▶ [Work order] Please restate each entry word for word.

Records from a dataset
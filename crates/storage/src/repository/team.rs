use sqlx::PgPool;
use uuid::Uuid;

use crate::error::Result;
use crate::models::Team;

pub struct TeamRepository<'a> {
    pool: &'a PgPool,
}

impl<'a> TeamRepository<'a> {
    pub fn new(pool: &'a PgPool) -> Self {
        Self { pool }
    }

    pub async fn find_by_id(&self, id: Uuid) -> Result<Option<Team>> {
        let team = sqlx::query_as::<_, Team>("SELECT id, name, size FROM teams WHERE id = $1")
            .bind(id)
            .fetch_optional(self.pool)
            .await?;

        Ok(team)
    }
}
use anyhow::{Context, Result};

#[derive(Debug, Clone)]
pub struct Config {
    pub host: String,
    pub port: u16,
    /// When unset the server keeps everything in memory.
    pub database_url: Option<String>,
    /// Comma-separated admin email allow-list.
    pub admin_emails: String,
    /// Signing secret of the identity provider's webhook endpoint.
    pub webhook_secret: Option<String>,
}

impl Config {
    pub fn from_env() -> Result<Self> {
        Ok(Self {
            host: std::env::var("HOST").context("Cannot load HOST env variable")?,
            port: std::env::var("PORT")
                .context("Cannot load PORT env variable")?
                .parse()
                .context("PORT must be a number")?,
            database_url: std::env::var("DATABASE_URL")
                .ok()
                .filter(|url| !url.trim().is_empty()),
            admin_emails: std::env::var("ADMIN_EMAILS").unwrap_or_default(),
            webhook_secret: std::env::var("CLERK_WEBHOOK_SECRET")
                .ok()
                .filter(|secret| !secret.trim().is_empty()),
        })
    }
}
use std::collections::HashMap;

use storage::{
    models::{NewRating, Rating},
    repository::DatathonStore,
};
use uuid::Uuid;

use crate::error::{WebError, WebResult};

/// Replace the application's rating: delete the latest one, then insert.
///
/// These are two separate writes. A failure between them leaves the
/// application unrated until the reviewer retries.
pub async fn rate(
    store: &dyn DatathonStore,
    application_id: Uuid,
    score: i32,
    feedback: Option<String>,
    rated_by: Uuid,
) -> WebResult<Rating> {
    if let Some(previous) = store.latest_rating(application_id).await? {
        store.delete_rating(previous.id).await?;
        tracing::info!(
            "Replacing rating {} of application {}",
            previous.id,
            application_id
        );
    }

    let rating = store
        .insert_rating(&NewRating {
            application_id,
            score,
            feedback,
            rated_by,
        })
        .await?;

    Ok(rating)
}

pub async fn latest_rating(
    store: &dyn DatathonStore,
    application_id: Uuid,
) -> WebResult<Option<Rating>> {
    Ok(store.latest_rating(application_id).await?)
}

/// Latest rating per application, fetched in one query and reduced here.
pub async fn latest_ratings(
    store: &dyn DatathonStore,
    application_ids: &[Uuid],
) -> WebResult<HashMap<Uuid, Rating>> {
    if application_ids.is_empty() {
        return Err(WebError::BadRequest(
            "application_ids must not be empty".to_string(),
        ));
    }

    let ratings = store.ratings_for(application_ids).await?;
    Ok(keep_latest(ratings))
}

/// Same order as the single lookup: newest `created_at`, then greatest id.
fn keep_latest(ratings: Vec<Rating>) -> HashMap<Uuid, Rating> {
    let mut latest: HashMap<Uuid, Rating> = HashMap::new();

    for rating in ratings {
        match latest.get(&rating.application_id) {
            Some(current)
                if (current.created_at, current.id) >= (rating.created_at, rating.id) => {}
            _ => {
                latest.insert(rating.application_id, rating);
            }
        }
    }

    latest
}

#[cfg(test)]
mod tests {
    use super::*;
    use chrono::{Duration, Utc};
    use storage::repository::InMemoryStore;

    use crate::test_support::FaultyStore;

    fn rating_at(application_id: Uuid, score: i32, minutes_ago: i64) -> Rating {
        let at = Utc::now() - Duration::minutes(minutes_ago);
        Rating {
            id: Uuid::new_v4(),
            application_id,
            score,
            feedback: None,
            rated_by: Uuid::new_v4(),
            created_at: at,
            updated_at: at,
        }
    }

    #[tokio::test]
    async fn test_rerating_replaces() {
        let store = InMemoryStore::new();
        let application_id = Uuid::new_v4();
        let admin = Uuid::new_v4();

        rate(&store, application_id, 8, Some("Good".to_string()), admin)
            .await
            .unwrap();
        let first = latest_rating(&store, application_id).await.unwrap().unwrap();
        assert_eq!(first.score, 8);
        assert_eq!(first.feedback.as_deref(), Some("Good"));

        rate(&store, application_id, 3, None, admin).await.unwrap();
        let second = latest_rating(&store, application_id).await.unwrap().unwrap();
        assert_eq!(second.score, 3);
        assert_eq!(second.feedback, None);
        assert_eq!(store.rating_count(application_id).await, 1);
    }

    #[tokio::test]
    async fn test_unrated_application() {
        let store = InMemoryStore::new();
        assert!(latest_rating(&store, Uuid::new_v4()).await.unwrap().is_none());
    }

    #[tokio::test]
    async fn test_batch_lookup() {
        let store = InMemoryStore::new();
        let rated = Uuid::new_v4();
        let unrated = Uuid::new_v4();
        rate(&store, rated, 9, None, Uuid::new_v4()).await.unwrap();

        let ratings = latest_ratings(&store, &[rated, unrated]).await.unwrap();
        assert_eq!(ratings.len(), 1);
        assert_eq!(ratings[&rated].score, 9);

        let empty = latest_ratings(&store, &[]).await;
        assert!(matches!(empty, Err(WebError::BadRequest(_))));
    }

    #[test]
    fn test_most_recent_wins() {
        let app = Uuid::new_v4();
        let other = Uuid::new_v4();
        let reduced = keep_latest(vec![
            rating_at(app, 2, 30),
            rating_at(app, 7, 5),
            rating_at(app, 4, 10),
            rating_at(other, 1, 1),
        ]);

        assert_eq!(reduced.len(), 2);
        assert_eq!(reduced[&app].score, 7);
        assert_eq!(reduced[&other].score, 1);
    }

    #[test]
    fn test_equal_timestamps_pick_greatest_id() {
        let app = Uuid::new_v4();
        let mut first = rating_at(app, 2, 5);
        let mut second = rating_at(app, 9, 5);
        second.created_at = first.created_at;
        if first.id > second.id {
            std::mem::swap(&mut first.id, &mut second.id);
        }

        let forward = keep_latest(vec![first.clone(), second.clone()]);
        let backward = keep_latest(vec![second.clone(), first]);

        assert_eq!(forward[&app].id, second.id);
        assert_eq!(backward[&app].id, second.id);
        assert_eq!(forward[&app].score, 9);
    }

    #[tokio::test]
    async fn test_failed_insert_leaves_application_unrated() {
        let store = FaultyStore::default();
        let application_id = Uuid::new_v4();
        rate(&store, application_id, 8, None, Uuid::new_v4())
            .await
            .unwrap();

        store.fail_rating_inserts();
        let result = rate(&store, application_id, 4, None, Uuid::new_v4()).await;

        assert!(matches!(result, Err(WebError::Storage(_))));
        assert!(latest_rating(&store, application_id).await.unwrap().is_none());
        assert_eq!(store.inner.rating_count(application_id).await, 0);
    }
}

▶ [Solution for this problem]
filename crates/storage/src/repository/team.rs
use sqlx::PgPool;
use uuid::Uuid;

use crate::error::Result;
use crate::models::Team;

pub struct TeamRepository<'a> {
    pool: &'a PgPool,
}

impl<'a> TeamRepository<'a> {
    pub fn new(pool: &'a PgPool) -> Self {
        Self { pool }
    }

    pub async fn find_by_id(&self, id: Uuid) -> Result<Option<Team>> {
        let team = sqlx::query_as::<_, Team>("SELECT id, name, size FROM teams WHERE id = $1")
            .bind(id)
            .fetch_optional(self.pool)
            .await?;

        Ok(team)
    }
}
use anyhow::{Context, Result};

#[derive(Debug, Clone)]
pub struct Config {
    pub host: String,
    pub port: u16,
    /// When unset the server keeps everything in memory.
    pub database_url: Option<String>,
    /// Comma-separated admin email allow-list.
    pub admin_emails: String,
    /// Signing secret of the identity provider's webhook endpoint.
    pub webhook_secret: Option<String>,
}

impl Config {
    pub fn from_env() -> Result<Self> {
        Ok(Self {
            host: std::env::var("HOST").context("Cannot load HOST env variable")?,
            port: std::env::var("PORT")
                .context("Cannot load PORT env variable")?
                .parse()
                .context("PORT must be a number")?,
            database_url: std::env::var("DATABASE_URL")
                .ok()
                .filter(|url| !url.trim().is_empty()),
            admin_emails: std::env::var("ADMIN_EMAILS").unwrap_or_default(),
            webhook_secret: std::env::var("CLERK_WEBHOOK_SECRET")
                .ok()
                .filter(|secret| !secret.trim().is_empty()),
        })
    }
}
use std::collections::HashMap;

use storage::{
    models::{NewRating, Rating},
    repository::DatathonStore,
};
use uuid::Uuid;

use crate::error::{WebError, WebResult};

/// Replace the application's rating: delete the latest one, then insert.
///
/// These are two separate writes. A failure between them leaves the
/// application unrated until the reviewer retries.
pub async fn rate(
    store: &dyn DatathonStore,
    application_id: Uuid,
    score: i32,
    feedback: Option<String>,
    rated_by: Uuid,
) -> WebResult<Rating> {
    if let Some(previous) = store.latest_rating(application_id).await? {
        store.delete_rating(previous.id).await?;
        tracing::info!(
            "Replacing rating {} of application {}",
            previous.id,
            application_id
        );
    }

    let rating = store
        .insert_rating(&NewRating {
            application_id,
            score,
            feedback,
            rated_by,
        })
        .await?;

    Ok(rating)
}

pub async fn latest_rating(
    store: &dyn DatathonStore,
    application_id: Uuid,
) -> WebResult<Option<Rating>> {
    Ok(store.latest_rating(application_id).await?)
}

/// Latest rating per application, fetched in one query and reduced here.
pub async fn latest_ratings(
    store: &dyn DatathonStore,
    application_ids: &[Uuid],
) -> WebResult<HashMap<Uuid, Rating>> {
    if application_ids.is_empty() {
        return Err(WebError::BadRequest(
            "application_ids must not be empty".to_string(),
        ));
    }

    let ratings = store.ratings_for(application_ids).await?;
    Ok(keep_latest(ratings))
}

/// Same order as the single lookup: newest `created_at`, then greatest id.
fn keep_latest(ratings: Vec<Rating>) -> HashMap<Uuid, Rating> {
    let mut latest: HashMap<Uuid, Rating> = HashMap::new();

    for rating in ratings {
        match latest.get(&rating.application_id) {
            Some(current)
                if (current.created_at, current.id) >= (rating.created_at, rating.id) => {}
            _ => {
                latest.insert(rating.application_id, rating);
            }
        }
    }

    latest
}

#[cfg(test)]
mod tests {
    use super::*;
    use chrono::{Duration, Utc};
    use storage::repository::InMemoryStore;

    use crate::test_support::FaultyStore;

    fn rating_at(application_id: Uuid, score: i32, minutes_ago: i64) -> Rating {
        let at = Utc::now() - Duration::minutes(minutes_ago);
        Rating {
            id: Uuid::new_v4(),
            application_id,
            score,
            feedback: None,
            rated_by: Uuid::new_v4(),
            created_at: at,
            updated_at: at,
        }
    }

    #[tokio::test]
    async fn test_rerating_replaces() {
        let store = InMemoryStore::new();
        let application_id = Uuid::new_v4();
        let admin = Uuid::new_v4();

        rate(&store, application_id, 8, Some("Good".to_string()), admin)
            .await
            .unwrap();
        let first = latest_rating(&store, application_id).await.unwrap().unwrap();
        assert_eq!(first.score, 8);
        assert_eq!(first.feedback.as_deref(), Some("Good"));

        rate(&store, application_id, 3, None, admin).await.unwrap();
        let second = latest_rating(&store, application_id).await.unwrap().unwrap();
        assert_eq!(second.score, 3);
        assert_eq!(second.feedback, None);
        assert_eq!(store.rating_count(application_id).await, 1);
    }

    #[tokio::test]
    async fn test_unrated_application() {
        let store = InMemoryStore::new();
        assert!(latest_rating(&store, Uuid::new_v4()).await.unwrap().is_none());
    }

    #[tokio::test]
    async fn test_batch_lookup() {
        let store = InMemoryStore::new();
        let rated = Uuid::new_v4();
        let unrated = Uuid::new_v4();
        rate(&store, rated, 9, None, Uuid::new_v4()).await.unwrap();

        let ratings = latest_ratings(&store, &[rated, unrated]).await.unwrap();
        assert_eq!(ratings.len(), 1);
        assert_eq!(ratings[&rated].score, 9);

        let empty = latest_ratings(&store, &[]).await;
        assert!(matches!(empty, Err(WebError::BadRequest(_))));
    }

    #[test]
    fn test_most_recent_wins() {
        let app = Uuid::new_v4();
        let other = Uuid::new_v4();
        let reduced = keep_latest(vec![
            rating_at(app, 2, 30),
            rating_at(app, 7, 5),
            rating_at(app, 4, 10),
            rating_at(other, 1, 1),
        ]);

        assert_eq!(reduced.len(), 2);
        assert_eq!(reduced[&app].score, 7);
        assert_eq!(reduced[&other].score, 1);
    }

    #[test]
    fn test_equal_timestamps_pick_greatest_id() {
        let app = Uuid::new_v4();
        let mut first = rating_at(app, 2, 5);
        let mut second = rating_at(app, 9, 5);
        second.created_at = first.created_at;
        if first.id > second.id {
            std::mem::swap(&mut first.id, &mut second.id);
        }

        let forward = keep_latest(vec![first.clone(), second.clone()]);
        let backward = keep_latest(vec![second.clone(), first]);

        assert_eq!(forward[&app].id, second.id);
        assert_eq!(backward[&app].id, second.id);
        assert_eq!(forward[&app].score, 9);
    }

    #[tokio::test]
    async fn test_failed_insert_leaves_application_unrated() {
        let store = FaultyStore::default();
        let application_id = Uuid::new_v4();
        rate(&store, application_id, 8, None, Uuid::new_v4())
            .await
            .unwrap();

        store.fail_rating_inserts();
        let result = rate(&store, application_id, 4, None, Uuid::new_v4()).await;

        assert!(matches!(result, Err(WebError::Storage(_))));
        assert!(latest_rating(&store, application_id).await.unwrap().is_none());
        assert_eq!(store.inner.rating_count(application_id).await, 0);
    }
}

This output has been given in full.